Middle Village is bordered by the neighborhoods of Elmhurst to the north, Maspeth and Ridgewood to the west, Glendale to the south, and Rego Park to the east. In 2003, South Elmhurst, an area between Eliot Avenue and the Long Island Expressway, was reassigned from Elmhurst’s ZIP code of 11373 to Middle Village’s ZIP code of 11379. The neighborhood is part of Queens Community District 5, served by Queens Community Board 5. Housing in the neighborhood is largely single-family homes with many attached homes, and small apartment buildings.
The area was settled around 1816 by people of English descent and was named in the early nineteenth century for its location as the midpoint between the then-towns of Williamsburg, Brooklyn, and Jamaica, Queens, on the Williamsburgh and Jamaica Turnpike (now Metropolitan Avenue), which opened in 1816.It was generally sparsely populated because the large Juniper Swamp was in the area. The swamp, an area where the Americans hid from British in the American Revolutionary War, was originally circumscribed by a “Juniper Round Swamp Road”. In 1852, a Manhattan Lutheran church purchased the farmland on the western end of the hamlet.
After the Civil War, the area became predominantly German. The Williamsburgh and Jamaica Turnpike became an un-tolled road by 1873, and St. John Roman Catholic Cemetery was laid out on the eastern side of the town in 1879. Hotels and other services appeared to meet the needs of cemetery visitors. The western part of Middle Village was called “Metropolitan” until prior to World War I.

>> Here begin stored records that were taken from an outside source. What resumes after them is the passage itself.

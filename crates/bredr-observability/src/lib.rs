// Copyright 2025 Neuraville Inc.
// SPDX-License-Identifier: Apache-2.0

//! # bredr-observability
//!
//! Logging setup shared by the BR/EDR scan crates and tools.
//!
//! Every crate logs through `tracing` with its crate name as target, so debug
//! output can be switched on per crate with `--debug-<crate>` flags or the
//! `BREDR_DEBUG` environment variable.
//!
//! ## Features
//! - `file-logging`: JSON log file under a timestamped run folder (desktop only)

/// Crate version from Cargo.toml
pub const VERSION: &str = env!("CARGO_PKG_VERSION");

pub mod cli;
pub mod config;
pub mod init;

pub use cli::*;
pub use config::*;
pub use init::*;

/// Crate names accepted by the debug flags (and used as log targets)
pub const KNOWN_CRATES: &[&str] = &[
    "bredr",
    "bredr-hal",
    "bredr-scan-manager",
    "bredr-config",
    "bredr-observability",
];
// Copyright 2025 Neuraville Inc.
// SPDX-License-Identifier: Apache-2.0

//! Cross-instance arbitration
//!
//! Turns the three per-instance goals into the set of scans that should be
//! on. This is the only place that decides exclusivity between categories.

use bredr_hal::ScanCategory;
use tracing::debug;

use crate::params::ScanIntensity;

/// Which scans should be enabled to satisfy the current goals
#[derive(Debug, Clone, Copy, PartialEq, Eq, Default)]
pub struct ScanTargets {
    pub truncated_page: bool,
    pub page: bool,
    pub inquiry: bool,
}

impl ScanTargets {
    pub fn wants(&self, category: ScanCategory) -> bool {
        match category {
            ScanCategory::TruncatedPage => self.truncated_page,
            ScanCategory::Page => self.page,
            ScanCategory::Inquiry => self.inquiry,
        }
    }
}

/// Derive target on/off states from goals
///
/// Page scan wins the shared page scan context over truncated page scan.
pub fn derive_targets(
    truncated_page_goal: ScanIntensity,
    page_goal: ScanIntensity,
    inquiry_goal: ScanIntensity,
) -> ScanTargets {
    let mut targets = ScanTargets {
        truncated_page: truncated_page_goal.is_active(),
        page: page_goal.is_active(),
        inquiry: inquiry_goal.is_active(),
    };
    if targets.page {
        targets.truncated_page = false;
    }
    debug!(target: "bredr-scan-manager", "Targets for goals: tps:{} ps:{} is:{}", targets.truncated_page, targets.page, targets.inquiry);
    targets
}
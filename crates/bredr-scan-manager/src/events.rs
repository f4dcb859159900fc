// Copyright 2025 Neuraville Inc.
// SPDX-License-Identifier: Apache-2.0

//! Confirmation events routed back from the radio layer

use bredr_hal::HciStatus;

#[derive(Debug, Clone, Copy, PartialEq, Eq)]
pub enum RadioEvent {
    /// Combined page/inquiry scan enable confirmation
    ///
    /// Only final once `outstanding` reaches zero.
    ScanEnableCfm { status: HciStatus, outstanding: u16 },
    /// Truncated page scan enable confirmation
    TruncatedScanEnableCfm { status: HciStatus },
}

impl RadioEvent {
    /// Successful, final combined confirmation
    pub fn scan_enable_success() -> Self {
        RadioEvent::ScanEnableCfm {
            status: HciStatus::SUCCESS,
            outstanding: 0,
        }
    }

    pub fn truncated_scan_enable_success() -> Self {
        RadioEvent::TruncatedScanEnableCfm {
            status: HciStatus::SUCCESS,
        }
    }

    pub fn status(&self) -> HciStatus {
        match self {
            RadioEvent::ScanEnableCfm { status, .. } => *status,
            RadioEvent::TruncatedScanEnableCfm { status } => *status,
        }
    }

    pub(crate) fn name(&self) -> &'static str {
        match self {
            RadioEvent::ScanEnableCfm { .. } => "scan enable",
            RadioEvent::TruncatedScanEnableCfm { .. } => "truncated scan enable",
        }
    }
}
// Copyright 2025 Neuraville Inc.
// SPDX-License-Identifier: Apache-2.0

//! Classic radio scan control
//!
//! This module defines the contract the scan manager needs from the link
//! controller layer. All requests are non-blocking: enable/disable requests
//! complete later with a confirmation event that the platform routes back to
//! the scan manager, parameter writes are fire-and-forget.
//!
//! ## Confirmation contract
//!
//! Confirmations do NOT say which request they answer. The controller
//! accepts one scan configuration change at a time, and callers are expected
//! to keep at most one confirmed request outstanding.

use super::types::{PageScanType, ScanCategory};

/// Radio provider trait for page/inquiry scan control
///
/// ## Thread Safety
///
/// Implementations do NOT need to be `Send` or `Sync` - the scan manager
/// runs inside a single cooperative event context.
pub trait ScanRadio {
    /// Platform-specific error type
    type Error: core::fmt::Debug;

    /// Write the combined page/inquiry scan enable
    ///
    /// Completes with a combined scan enable confirmation.
    fn write_scan_enable(&mut self, page: bool, inquiry: bool) -> Result<(), Self::Error>;

    /// Enable or disable truncated page scan
    ///
    /// Completes with a dedicated truncated scan enable confirmation.
    fn write_truncated_scan_enable(&mut self, enable: bool) -> Result<(), Self::Error>;

    /// Write scan interval/window (and scan type for the page family)
    ///
    /// Inquiry scan only takes interval and window, `scan_type` is `None`.
    /// No confirmation is expected.
    fn write_scan_activity(
        &mut self,
        category: ScanCategory,
        interval: u16,
        window: u16,
        scan_type: Option<PageScanType>,
    ) -> Result<(), Self::Error>;

    /// Write the default scan type of a category
    fn write_scan_type(
        &mut self,
        category: ScanCategory,
        scan_type: PageScanType,
    ) -> Result<(), Self::Error>;
}
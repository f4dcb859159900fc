// Copyright 2025 Neuraville Inc.
// SPDX-License-Identifier: Apache-2.0

//! # bredr-hal
//!
//! Hardware Abstraction Layer for classic Bluetooth (BR/EDR) scan control.
//!
//! The scan manager never talks to the link controller directly. Everything
//! it needs from the radio and from the airtime arbiter is expressed by the
//! traits in [`hal`]; platform layers provide the implementations.
//!
//! ## Architecture
//!
//! ```text
//! ┌──────────────────────────────────────────────┐
//! │ bredr-scan-manager (arbitration engine)      │
//! └─────────────────┬────────────────────────────┘
//!                   │ uses
//! ┌─────────────────▼────────────────────────────┐
//! │ ScanRadio / BandwidthCoordinator (hal)       │
//! └─────────────────┬────────────────────────────┘
//!                   │ implements
//! ┌─────────────────▼────────────────────────────┐
//! │ Platform Implementation                      │
//! │ - RecordingRadio (host simulation, tests)    │
//! │ - vendor connection library bindings         │
//! └──────────────────────────────────────────────┘
//! ```

/// Crate version from Cargo.toml
pub const VERSION: &str = env!("CARGO_PKG_VERSION");

pub mod hal;
pub mod platforms;

pub use hal::{
    BandwidthCoordinator, BandwidthFeature, BandwidthPriority, HciStatus, PageScanType,
    ScanCategory, ScanRadio,
};
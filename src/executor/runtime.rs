//! Shared tokio runtime and the blocking-pool executor built on it.
//!
//! Task computations are ordinary blocking closures, so they belong on a
//! runtime's blocking pool rather than on its async worker threads. This
//! module owns one process-wide multi-thread runtime, created lazily on first
//! use, and exposes [`BlockingPool`], the executor that hands jobs to
//! `spawn_blocking`.
//!
//! # Configuration
//!
//! The global runtime is built from a [`RuntimeConfig`]. Install one with
//! [`configure`] before the first task runs on the default executor; once
//! the runtime exists its configuration is fixed.
//!
//! ```rust
//! use deferred_task::executor::runtime::{self, RuntimeConfig};
//!
//! let config = RuntimeConfig::default()
//!     .with_max_blocking_threads(64)
//!     .with_thread_name("my-app-task");
//!
//! // Fails with `AlreadyInitialized` if the runtime was already started.
//! let _ = runtime::configure(config);
//! ```
//!
//! # Handle selection
//!
//! [`handle`] prefers the runtime the caller is currently running in, so
//! tasks created from inside an application's own tokio runtime use that
//! runtime's blocking pool. Outside any runtime it falls back to the global
//! one.

use std::error::Error;
use std::fmt;
use std::sync::{LazyLock, OnceLock};
use std::time::Duration;

use tokio::runtime::{Builder, Handle, Runtime};
use tracing::debug;

use super::{Executor, Job};

// =============================================================================
// Configuration
// =============================================================================

/// Settings for the global runtime.
///
/// # Examples
///
/// ```rust
/// use deferred_task::executor::runtime::RuntimeConfig;
/// use std::time::Duration;
///
/// let config = RuntimeConfig::default()
///     .with_worker_threads(2)
///     .with_max_blocking_threads(16)
///     .with_thread_keep_alive(Duration::from_secs(1));
///
/// assert_eq!(config.worker_threads(), 2);
/// assert_eq!(config.max_blocking_threads(), 16);
/// assert!(config.validate().is_ok());
/// ```
#[derive(Debug, Clone, PartialEq, Eq)]
pub struct RuntimeConfig {
    worker_threads: usize,
    max_blocking_threads: usize,
    thread_name: String,
    thread_keep_alive: Duration,
}

impl RuntimeConfig {
    /// Default upper bound on blocking-pool threads.
    pub const DEFAULT_MAX_BLOCKING_THREADS: usize = 512;

    /// Default thread name.
    pub const DEFAULT_THREAD_NAME: &'static str = "deferred-task-blocking";

    /// Default idle time before a blocking-pool thread exits.
    pub const DEFAULT_THREAD_KEEP_ALIVE: Duration = Duration::from_secs(10);

    /// Sets the number of async worker threads.
    #[must_use]
    pub const fn with_worker_threads(mut self, worker_threads: usize) -> Self {
        self.worker_threads = worker_threads;
        self
    }

    /// Sets the maximum number of blocking-pool threads, which bounds how
    /// many task computations run at once.
    #[must_use]
    pub const fn with_max_blocking_threads(mut self, max_blocking_threads: usize) -> Self {
        self.max_blocking_threads = max_blocking_threads;
        self
    }

    /// Sets the name given to runtime threads.
    #[must_use]
    pub fn with_thread_name(mut self, thread_name: impl Into<String>) -> Self {
        self.thread_name = thread_name.into();
        self
    }

    /// Sets how long an idle blocking-pool thread is kept.
    #[must_use]
    pub const fn with_thread_keep_alive(mut self, keep_alive: Duration) -> Self {
        self.thread_keep_alive = keep_alive;
        self
    }

    /// Number of async worker threads.
    #[must_use]
    pub const fn worker_threads(&self) -> usize {
        self.worker_threads
    }

    /// Maximum number of blocking-pool threads.
    #[must_use]
    pub const fn max_blocking_threads(&self) -> usize {
        self.max_blocking_threads
    }

    /// Thread name.
    #[must_use]
    pub fn thread_name(&self) -> &str {
        &self.thread_name
    }

    /// Idle keep-alive of blocking-pool threads.
    #[must_use]
    pub const fn thread_keep_alive(&self) -> Duration {
        self.thread_keep_alive
    }

    /// Checks that the thread counts are non-zero.
    ///
    /// # Errors
    ///
    /// Returns [`ConfigError::InvalidWorkerThreads`] or
    /// [`ConfigError::InvalidMaxBlockingThreads`] for a zero count.
    pub const fn validate(&self) -> Result<(), ConfigError> {
        if self.worker_threads == 0 {
            return Err(ConfigError::InvalidWorkerThreads);
        }
        if self.max_blocking_threads == 0 {
            return Err(ConfigError::InvalidMaxBlockingThreads);
        }
        Ok(())
    }

    fn build(&self) -> std::io::Result<Runtime> {
        Builder::new_multi_thread()
            .worker_threads(self.worker_threads)
            .max_blocking_threads(self.max_blocking_threads)
            .thread_name(self.thread_name.clone())
            .thread_keep_alive(self.thread_keep_alive)
            .enable_all()
            .build()
    }
}

impl Default for RuntimeConfig {
    /// One worker thread per CPU core, 512 blocking threads, 10 s keep-alive.
    fn default() -> Self {
        Self {
            worker_threads: num_cpus::get(),
            max_blocking_threads: Self::DEFAULT_MAX_BLOCKING_THREADS,
            thread_name: Self::DEFAULT_THREAD_NAME.to_string(),
            thread_keep_alive: Self::DEFAULT_THREAD_KEEP_ALIVE,
        }
    }
}

/// Errors returned when configuring the global runtime.
#[derive(Debug, Clone, Copy, PartialEq, Eq)]
pub enum ConfigError {
    /// The global runtime was already configured or already started.
    AlreadyInitialized,

    /// `worker_threads` was zero.
    InvalidWorkerThreads,

    /// `max_blocking_threads` was zero.
    InvalidMaxBlockingThreads,
}

impl fmt::Display for ConfigError {
    fn fmt(&self, formatter: &mut fmt::Formatter<'_>) -> fmt::Result {
        match self {
            Self::AlreadyInitialized => write!(
                formatter,
                "global runtime is already configured or running: configure it before first use"
            ),
            Self::InvalidWorkerThreads => {
                write!(formatter, "worker thread count must be greater than 0")
            }
            Self::InvalidMaxBlockingThreads => {
                write!(formatter, "blocking thread limit must be greater than 0")
            }
        }
    }
}

impl Error for ConfigError {}

static CONFIG: OnceLock<RuntimeConfig> = OnceLock::new();

/// Installs the configuration of the global runtime.
///
/// Must be called before anything starts the runtime (creating a task on the
/// default executor, or calling [`global`] / [`handle`] outside a runtime).
///
/// # Errors
///
/// - [`ConfigError::InvalidWorkerThreads`] / [`ConfigError::InvalidMaxBlockingThreads`]
///   if the configuration does not validate.
/// - [`ConfigError::AlreadyInitialized`] if a configuration was already
///   installed, explicitly or by starting the runtime with the defaults.
pub fn configure(config: RuntimeConfig) -> Result<(), ConfigError> {
    config.validate()?;
    CONFIG
        .set(config)
        .map_err(|_| ConfigError::AlreadyInitialized)
}

/// The configuration the global runtime is (or will be) built with.
#[must_use]
pub fn config() -> &'static RuntimeConfig {
    CONFIG.get_or_init(RuntimeConfig::default)
}

// =============================================================================
// Global Runtime
// =============================================================================

static GLOBAL_RUNTIME: LazyLock<Runtime> = LazyLock::new(|| {
    let config = config();
    debug!(
        worker_threads = config.worker_threads(),
        max_blocking_threads = config.max_blocking_threads(),
        thread_name = config.thread_name(),
        "starting global task runtime"
    );
    config
        .build()
        .expect("Failed to create global tokio runtime")
});

/// Returns the global runtime, starting it on first call.
///
/// # Panics
///
/// Panics if the operating system refuses to create the runtime's threads.
#[inline]
#[must_use]
pub fn global() -> &'static Runtime {
    &GLOBAL_RUNTIME
}

/// Returns a handle to the current runtime, or to the global one.
///
/// Inside a tokio runtime this is `Handle::current()`. Outside, it is a
/// handle to [`global`], which starts the global runtime.
#[inline]
#[must_use]
pub fn handle() -> Handle {
    Handle::try_current().unwrap_or_else(|_| global().handle().clone())
}

// =============================================================================
// BlockingPool
// =============================================================================

/// Runs jobs with `spawn_blocking` on a tokio runtime.
///
/// The blocking pool grows on demand up to the runtime's
/// `max_blocking_threads` and retires idle threads after the keep-alive, so
/// it suits task computations that block on I/O. Jobs submitted while the
/// runtime is shutting down are dropped, rejecting their tasks with
/// [`Abandoned`](crate::Abandoned).
///
/// # Examples
///
/// ```rust
/// use deferred_task::Task;
/// use deferred_task::executor::BlockingPool;
/// use std::sync::Arc;
///
/// let task = Task::on(Arc::new(BlockingPool::global()), || Ok::<_, String>(6 * 7));
/// assert_eq!(task.value().unwrap(), 42);
/// ```
#[derive(Debug, Clone)]
pub struct BlockingPool {
    /// `None` targets the global runtime, resolved when the first job is
    /// submitted.
    handle: Option<Handle>,
}

impl BlockingPool {
    /// Uses the global runtime.
    ///
    /// The runtime is not started until a job is submitted, so the
    /// configuration can still be installed with [`configure`] after this
    /// executor has been created.
    #[must_use]
    pub const fn global() -> Self {
        Self { handle: None }
    }

    /// Uses the runtime the caller is running in, or the global runtime.
    ///
    /// The choice is made now, through [`handle`], so outside a runtime this
    /// starts the global runtime.
    #[must_use]
    pub fn current() -> Self {
        Self::from_handle(handle())
    }

    /// Uses the runtime behind `handle`.
    #[must_use]
    pub const fn from_handle(handle: Handle) -> Self {
        Self {
            handle: Some(handle),
        }
    }

    /// The runtime handle jobs are spawned on.
    ///
    /// For a pool on the global runtime this starts the runtime.
    #[must_use]
    pub fn handle(&self) -> &Handle {
        self.handle
            .as_ref()
            .unwrap_or_else(|| global().handle())
    }
}

impl Executor for BlockingPool {
    fn execute(&self, job: Job) {
        drop(self.handle().spawn_blocking(job));
    }
}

The Juniper Swamp was filled in 1915. In 1920, the area was renamed “Juniper Valley” as part of a revitalization project. Shortly after, gangster Arnold Rothstein bought 88 acres (36 ha) of the land, erected facades of houses on that land, and tried to sell these houses, but not before he tried to sell the land to the city as an airport.
A housing boom that began in the 1920s eventually consumed the surrounding farmland and became continuous with neighboring towns and neighborhoods. Originally, homes were built by two major builders—the Nansen Building Corporation, and Baier & Bauer. Charles Baier’s first project in the area was the Parkville Homes in 1927, a group of 30 homes at Juniper Valley Road and 77th Place. With Ridgewood developer August Bauer, they built 150 single-family row houses by 1928. In 1931, Bauer, collaborating with builder Paul Stier, built some 7-room houses at 78th Street and Furmanville Avenue.